Deep learning rocks. We are one step closer to make it work with unlabeled data.
Really need to come up with the fast tracking method like open sourcing it and then let multple people work in the same algorithm!?

Push Bhatkoti
PhD student

Wayne Caswell

Fiber-connected Robots that Learn from Each Other — Extending on Brad’s comment, a main difference between human and machine learning is, or should be, the fiber connected Internet, which can function like the network of synapses connecting individual neurons.

In practice, each robot or computing device could be thought of a a very powerful neuron, and the Internet could then represent the synaptic connections, but instead of each of the 200 million neurons having up to 2,000 connections, we’re talking about billions of commuting devices, each with unlimited connections to other devices, that sense, measure, collect, interpret, analyze, and then act autonomously, individually or as a coordinated group but tapping into a global body of learned intelligence.

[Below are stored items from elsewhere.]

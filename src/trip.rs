//! A single bike-share ride as stored in the city CSV files.

use chrono::{Datelike, NaiveDateTime, Timelike};
use serde::{Deserialize, Deserializer, de};

use crate::filter::{month_name, weekday_name};

const TIMESTAMP_FORMATS: &[&str] = &[
    "%Y-%m-%d %H:%M:%S",
    "%Y-%m-%d %H:%M:%S%.f",
    "%Y-%m-%dT%H:%M:%S",
    "%Y-%m-%dT%H:%M:%S%.f",
];

/// One row of a city dataset.
///
/// `gender` and `birth_year` only exist in the chicago and new york city
/// files; they deserialize to `None` when the column is absent or blank.
#[derive(Debug, Clone, PartialEq, Deserialize)]
pub struct TripRecord {
    #[serde(rename = "Start Time", deserialize_with = "deserialize_timestamp")]
    pub start_time: NaiveDateTime,
    #[serde(rename = "End Time", deserialize_with = "deserialize_timestamp")]
    pub end_time: NaiveDateTime,
    /// Seconds. Washington records fractional durations.
    #[serde(rename = "Trip Duration")]
    pub trip_duration: f64,
    #[serde(rename = "Start Station")]
    pub start_station: String,
    #[serde(rename = "End Station")]
    pub end_station: String,
    #[serde(rename = "User Type", default)]
    pub user_type: Option<String>,
    #[serde(rename = "Gender", default)]
    pub gender: Option<String>,
    #[serde(rename = "Birth Year", default)]
    birth_year: Option<f64>,
}

impl TripRecord {
    pub fn month_name(&self) -> &'static str {
        month_name(self.start_time.month())
    }

    pub fn day_name(&self) -> &'static str {
        weekday_name(self.start_time.weekday())
    }

    pub fn hour(&self) -> u32 {
        self.start_time.hour()
    }

    /// Birth year as a whole year; the files store it as `1992.0`.
    pub fn birth_year(&self) -> Option<i32> {
        self.birth_year
            .filter(|y| y.is_finite())
            .map(|y| y.trunc() as i32)
    }
}

/// Parses a start or end time in any of the layouts found in the data files.
pub fn parse_timestamp(raw: &str) -> Option<NaiveDateTime> {
    let raw = raw.trim();
    TIMESTAMP_FORMATS
        .iter()
        .find_map(|fmt| NaiveDateTime::parse_from_str(raw, fmt).ok())
}

fn deserialize_timestamp<'de, D>(deserializer: D) -> Result<NaiveDateTime, D::Error>
where
    D: Deserializer<'de>,
{
    let raw = String::deserialize(deserializer)?;
    parse_timestamp(&raw).ok_or_else(|| de::Error::custom(format!("invalid timestamp '{raw}'")))
}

Don’t think about replicating the brain and it’s learning ability in a single computing device; think about all devices learning together, collectively and sharing knowledge and insight between themselves. So the question becomes where to store the collective intelligence, and I see the answer as similar to distributed computing – everywhere that makes sense yet close enough for fast access. With fiber, that can be about anywhere.

Then think of the cyber security and homeland security issues of one nation getting this capability first, or another nation being able to tap into that nation’s collective learning. This will all happen much faster than most people realize, very much faster I think.

arnaudboeglin

200 millions ? Last estimations I have seen were around 100 billion neurons. And some neurons have above 10,000 synaptic links. That is for the human brain. Your number corresponds to the brain of a mouse. And if you look at the work of NG that is exactly what he’s been doing these past years. Using networks to improve parallelism, but we’re still far away from a brain, physically, and logically.

Indeed, a neuron works at the millisecond scale, and computers under the nanosecond. Still, brains are much faster at what they do. Our algorithms need to do much more clock cycles than the brain does in order to treat a sequence.

And I fully disagree, I believe computer networks aren’t a solution to deep learning or AI in general. It is only a short term “fix”. But if we really want to evolve and make a leap we’ll have to develop a hardware technology that supports better the software. They do tons of good research on that at the moment with varying technologies such as photonics.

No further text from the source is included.